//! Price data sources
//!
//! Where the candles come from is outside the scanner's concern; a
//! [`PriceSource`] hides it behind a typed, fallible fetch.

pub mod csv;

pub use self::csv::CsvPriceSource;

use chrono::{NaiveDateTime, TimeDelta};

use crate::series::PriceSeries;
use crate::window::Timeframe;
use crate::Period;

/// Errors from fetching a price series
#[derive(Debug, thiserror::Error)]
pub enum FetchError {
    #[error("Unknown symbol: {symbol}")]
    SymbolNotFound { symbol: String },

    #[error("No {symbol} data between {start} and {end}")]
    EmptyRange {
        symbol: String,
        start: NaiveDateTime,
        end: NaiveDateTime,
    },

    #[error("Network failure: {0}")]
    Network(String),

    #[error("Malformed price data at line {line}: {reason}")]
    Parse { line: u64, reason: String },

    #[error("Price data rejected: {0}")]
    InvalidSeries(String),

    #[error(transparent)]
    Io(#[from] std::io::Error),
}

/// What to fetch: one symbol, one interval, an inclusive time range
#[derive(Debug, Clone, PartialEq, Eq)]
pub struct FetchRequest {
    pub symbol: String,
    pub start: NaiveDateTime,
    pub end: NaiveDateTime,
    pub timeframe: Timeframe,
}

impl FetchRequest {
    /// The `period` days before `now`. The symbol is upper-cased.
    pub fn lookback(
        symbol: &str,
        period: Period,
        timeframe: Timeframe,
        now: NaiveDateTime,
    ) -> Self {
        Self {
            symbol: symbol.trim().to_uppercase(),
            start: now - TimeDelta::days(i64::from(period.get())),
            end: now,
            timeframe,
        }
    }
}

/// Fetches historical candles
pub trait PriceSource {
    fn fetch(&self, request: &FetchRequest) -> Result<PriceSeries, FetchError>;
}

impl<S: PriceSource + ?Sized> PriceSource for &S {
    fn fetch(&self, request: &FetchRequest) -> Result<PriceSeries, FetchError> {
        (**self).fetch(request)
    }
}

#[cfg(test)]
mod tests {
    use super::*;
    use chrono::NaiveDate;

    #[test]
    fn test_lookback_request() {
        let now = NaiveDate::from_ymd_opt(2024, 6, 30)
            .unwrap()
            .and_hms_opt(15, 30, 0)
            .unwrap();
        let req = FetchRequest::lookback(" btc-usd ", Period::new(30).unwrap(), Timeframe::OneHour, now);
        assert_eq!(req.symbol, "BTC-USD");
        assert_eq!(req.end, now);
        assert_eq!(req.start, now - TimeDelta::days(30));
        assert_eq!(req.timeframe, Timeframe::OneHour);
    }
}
──────
▸ **YOUR TASK**:
Give the records above again in full, keeping every character unchanged.

▸ **ANSWER SPACE**:
//! Price data sources
//!
//! Where the candles come from is outside the scanner's concern; a
//! [`PriceSource`] hides it behind a typed, fallible fetch.

pub mod csv;

pub use self::csv::CsvPriceSource;

use chrono::{NaiveDateTime, TimeDelta};

use crate::series::PriceSeries;
use crate::window::Timeframe;
use crate::Period;

/// Errors from fetching a price series
#[derive(Debug, thiserror::Error)]
pub enum FetchError {
    #[error("Unknown symbol: {symbol}")]
    SymbolNotFound { symbol: String },

    #[error("No {symbol} data between {start} and {end}")]
    EmptyRange {
        symbol: String,
        start: NaiveDateTime,
        end: NaiveDateTime,
    },

    #[error("Network failure: {0}")]
    Network(String),

    #[error("Malformed price data at line {line}: {reason}")]
    Parse { line: u64, reason: String },

    #[error("Price data rejected: {0}")]
    InvalidSeries(String),

    #[error(transparent)]
    Io(#[from] std::io::Error),
}

/// What to fetch: one symbol, one interval, an inclusive time range
#[derive(Debug, Clone, PartialEq, Eq)]
pub struct FetchRequest {
    pub symbol: String,
    pub start: NaiveDateTime,
    pub end: NaiveDateTime,
    pub timeframe: Timeframe,
}

impl FetchRequest {
    /// The `period` days before `now`. The symbol is upper-cased.
    pub fn lookback(
        symbol: &str,
        period: Period,
        timeframe: Timeframe,
        now: NaiveDateTime,
    ) -> Self {
        Self {
            symbol: symbol.trim().to_uppercase(),
            start: now - TimeDelta::days(i64::from(period.get())),
            end: now,
            timeframe,
        }
    }
}

/// Fetches historical candles
pub trait PriceSource {
    fn fetch(&self, request: &FetchRequest) -> Result<PriceSeries, FetchError>;
}

impl<S: PriceSource + ?Sized> PriceSource for &S {
    fn fetch(&self, request: &FetchRequest) -> Result<PriceSeries, FetchError> {
        (**self).fetch(request)
    }
}

#[cfg(test)]
mod tests {
    use super::*;
    use chrono::NaiveDate;

    #[test]
    fn test_lookback_request() {
        let now = NaiveDate::from_ymd_opt(2024, 6, 30)
            .unwrap()
            .and_hms_opt(15, 30, 0)
            .unwrap();
        let req = FetchRequest::lookback(" btc-usd ", Period::new(30).unwrap(), Timeframe::OneHour, now);
        assert_eq!(req.symbol, "BTC-USD");
        assert_eq!(req.end, now);
        assert_eq!(req.start, now - TimeDelta::days(30));
        assert_eq!(req.timeframe, Timeframe::OneHour);
    }
}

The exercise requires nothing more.